Today is the first time in more than a week that the windows are not shut and the shades drawn by noon. The air conditioner and fan are taking a much deserved rest. We have experienced the first of the summer heat waves that come each year to Northern California and force new rhythms into daily life. Anything that requires driving, needs cooking or resembles moving must be completed early in the day – at least by those lucky enough to be able to escape into air conditioning.

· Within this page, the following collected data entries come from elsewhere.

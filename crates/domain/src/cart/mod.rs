//! Session shopping cart and its persistence port.

mod cart;
mod session;

pub use cart::{Cart, CartLine};
pub use session::{CartSession, KeyValueStore};
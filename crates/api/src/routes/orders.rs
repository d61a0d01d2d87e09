//! Order placement, lookup, and lifecycle endpoints.

use std::sync::Arc;

use axum::Json;
use axum::extract::{Path, State};
use axum::http::StatusCode;
use common::{OrderId, UserId};
use domain::money::Money;
use domain::order::{
    CheckoutInput, CheckoutLine, Order, OrderService, PaymentMethod, PaymentStatus,
    ShippingAddress,
};
use domain::ProductId;
use domain::store::{OrderStore, ProductStore};
use serde::{Deserialize, Serialize};

use crate::error::ApiError;

/// Shared application state accessible from all handlers.
pub struct AppState<S: OrderStore, P: ProductStore> {
    pub orders: OrderService<S>,
    pub products: P,
}

// -- Request types --

#[derive(Deserialize)]
pub struct PlaceOrderRequest {
    pub user_id: String,
    pub lines: Vec<OrderLineRequest>,
    pub shipping_address: ShippingAddress,
    pub payment_method: PaymentMethod,
    #[serde(default)]
    pub notes: Option<String>,
}

#[derive(Deserialize)]
pub struct OrderLineRequest {
    pub product_id: String,
    pub name: String,
    pub unit_price_cents: i64,
    pub quantity: u32,
    #[serde(default)]
    pub image: Option<String>,
}

#[derive(Deserialize)]
pub struct ShipRequest {
    pub tracking_number: String,
}

#[derive(Deserialize)]
pub struct PaymentRequest {
    pub status: PaymentStatus,
}

// -- Response types --

#[derive(Serialize)]
pub struct OrderLineResponse {
    pub product_id: String,
    pub name: String,
    pub unit_price_cents: i64,
    pub quantity: u32,
    pub image: Option<String>,
}

#[derive(Serialize)]
pub struct OrderResponse {
    pub id: String,
    pub order_number: String,
    pub user_id: String,
    pub status: String,
    pub payment_status: String,
    pub payment_method: String,
    pub lines: Vec<OrderLineResponse>,
    pub shipping_address: ShippingAddress,
    pub subtotal_cents: i64,
    pub shipping_cents: i64,
    pub tax_cents: i64,
    pub total_cents: i64,
    pub tracking_number: Option<String>,
    pub estimated_delivery: Option<String>,
    pub notes: Option<String>,
    pub created_at: String,
    pub updated_at: String,
}

impl From<&Order> for OrderResponse {
    fn from(order: &Order) -> Self {
        Self {
            id: order.id().to_string(),
            order_number: order.number().to_string(),
            user_id: order.user_id().to_string(),
            status: order.status().to_string(),
            payment_status: order.payment_status().to_string(),
            payment_method: order.payment_method().to_string(),
            lines: order
                .lines()
                .iter()
                .map(|l| OrderLineResponse {
                    product_id: l.product_id.to_string(),
                    name: l.name.clone(),
                    unit_price_cents: l.unit_price.cents(),
                    quantity: l.quantity,
                    image: l.image.clone(),
                })
                .collect(),
            shipping_address: order.shipping_address().clone(),
            subtotal_cents: order.subtotal().cents(),
            shipping_cents: order.shipping().cents(),
            tax_cents: order.tax().cents(),
            total_cents: order.total().cents(),
            tracking_number: order.tracking_number().map(String::from),
            estimated_delivery: order.estimated_delivery().map(|d| d.to_rfc3339()),
            notes: order.notes().map(String::from),
            created_at: order.created_at().to_rfc3339(),
            updated_at: order.updated_at().to_rfc3339(),
        }
    }
}

// -- Handlers --

/// POST /orders — validate a checkout submission and place the order.
#[tracing::instrument(skip(state, req))]
pub async fn place<S: OrderStore, P: ProductStore>(
    State(state): State<Arc<AppState<S, P>>>,
    Json(req): Json<PlaceOrderRequest>,
) -> Result<(StatusCode, Json<OrderResponse>), ApiError> {
    let user_id = parse_user_id(&req.user_id)?;

    let input = CheckoutInput {
        user_id,
        lines: req
            .lines
            .into_iter()
            .map(|l| CheckoutLine {
                product_id: ProductId::new(l.product_id),
                name: l.name,
                unit_price: Money::from_cents(l.unit_price_cents),
                quantity: l.quantity,
                image: l.image,
            })
            .collect(),
        shipping_address: req.shipping_address,
        payment_method: req.payment_method,
        notes: req.notes,
    };

    let order = state.orders.place_order(input).await?;
    Ok((StatusCode::CREATED, Json(OrderResponse::from(&order))))
}

/// GET /orders/:id — load an order by id.
#[tracing::instrument(skip(state))]
pub async fn get<S: OrderStore, P: ProductStore>(
    State(state): State<Arc<AppState<S, P>>>,
    Path(id): Path<String>,
) -> Result<Json<OrderResponse>, ApiError> {
    let order = state.orders.get_order(parse_order_id(&id)?).await?;
    Ok(Json(OrderResponse::from(&order)))
}

/// GET /users/:id/orders — the user's orders, newest first.
#[tracing::instrument(skip(state))]
pub async fn list_for_user<S: OrderStore, P: ProductStore>(
    State(state): State<Arc<AppState<S, P>>>,
    Path(id): Path<String>,
) -> Result<Json<Vec<OrderResponse>>, ApiError> {
    let orders = state
        .orders
        .list_orders_for_user(parse_user_id(&id)?)
        .await?;
    Ok(Json(orders.iter().map(OrderResponse::from).collect()))
}

/// POST /orders/:id/cancel — cancel a processing order.
#[tracing::instrument(skip(state))]
pub async fn cancel<S: OrderStore, P: ProductStore>(
    State(state): State<Arc<AppState<S, P>>>,
    Path(id): Path<String>,
) -> Result<Json<OrderResponse>, ApiError> {
    let order = state.orders.cancel_order(parse_order_id(&id)?).await?;
    Ok(Json(OrderResponse::from(&order)))
}

/// POST /orders/:id/confirm — confirm a processing order.
#[tracing::instrument(skip(state))]
pub async fn confirm<S: OrderStore, P: ProductStore>(
    State(state): State<Arc<AppState<S, P>>>,
    Path(id): Path<String>,
) -> Result<Json<OrderResponse>, ApiError> {
    let order = state.orders.confirm_order(parse_order_id(&id)?).await?;
    Ok(Json(OrderResponse::from(&order)))
}

/// POST /orders/:id/ship — ship a confirmed order with a tracking number.
#[tracing::instrument(skip(state, req))]
pub async fn ship<S: OrderStore, P: ProductStore>(
    State(state): State<Arc<AppState<S, P>>>,
    Path(id): Path<String>,
    Json(req): Json<ShipRequest>,
) -> Result<Json<OrderResponse>, ApiError> {
    if req.tracking_number.trim().is_empty() {
        return Err(ApiError::BadRequest("tracking_number is required".to_string()));
    }
    let order = state
        .orders
        .mark_shipped(parse_order_id(&id)?, req.tracking_number)
        .await?;
    Ok(Json(OrderResponse::from(&order)))
}

/// POST /orders/:id/deliver — mark a shipped order delivered.
#[tracing::instrument(skip(state))]
pub async fn deliver<S: OrderStore, P: ProductStore>(
    State(state): State<Arc<AppState<S, P>>>,
    Path(id): Path<String>,
) -> Result<Json<OrderResponse>, ApiError> {
    let order = state.orders.mark_delivered(parse_order_id(&id)?).await?;
    Ok(Json(OrderResponse::from(&order)))
}

/// PUT /orders/:id/payment — set the payment status.
#[tracing::instrument(skip(state, req))]
pub async fn payment<S: OrderStore, P: ProductStore>(
    State(state): State<Arc<AppState<S, P>>>,
    Path(id): Path<String>,
    Json(req): Json<PaymentRequest>,
) -> Result<Json<OrderResponse>, ApiError> {
    let order = state
        .orders
        .update_payment_status(parse_order_id(&id)?, req.status)
        .await?;
    Ok(Json(OrderResponse::from(&order)))
}

fn parse_order_id(id: &str) -> Result<OrderId, ApiError> {
    let uuid = uuid::Uuid::parse_str(id)
        .map_err(|e| ApiError::BadRequest(format!("invalid order id: {e}")))?;
    Ok(OrderId::from_uuid(uuid))
}

fn parse_user_id(id: &str) -> Result<UserId, ApiError> {
    let uuid = uuid::Uuid::parse_str(id)
        .map_err(|e| ApiError::BadRequest(format!("invalid user id: {e}")))?;
    Ok(UserId::from_uuid(uuid))
}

This self-imposed isolation creates a world of its own in which the ordinary is suspended and the extraordinary the norm. In this cabin of my imagination I am thrown back upon my own resources – all escapes have been cut off except for books and movies. This week I have been absorbed by a biography of Gypsy Rose Lee, noted stripper of the 40’s; Manning Up, a sociological exploration of a new life stage called pre-adulthood; Colette’s book of short stories, The Tender Shoot; and Willa Cather’s My Antonia, a wonderfully lyrical book of life on the early western prairie.

The Cather book made me nostalgic for my own early days and simpler times but perhaps that desire to reminisce is just an aspect of aging for I am no longer beguiled by the magic promises the future can project. Through day dreams I journey back to the past which, although also out of reach, offer pictures and sounds and smells of earlier times I now view with tenderness and longing. The pain has now been tempered by time; the joys are now better appreciated. Gratitude is a prevailing quality.

In contrast to the isolation and hermetic quality of the days, the nights have become more alive. While the air conditioner sleeps, the windows are raised high, the sounds of traffic and backyard conversations fill the air. Likewise, my dreams take me down ancient corridors where beloved faces and voices come to visit.

Sometimes poignant and loving, sometimes frightening with old traumas and projections, the dreams float in on the cool delta breezes of the night and stealthily encircle the bed. In one I embrace my son and wake up weeping. In another, a woman – is it my mother or myself – berates me for failing and asks why I don’t try harder. I see long departed pets as well as a dog I do not know eager to run with me through the fields. I see myself as I was and will not be again.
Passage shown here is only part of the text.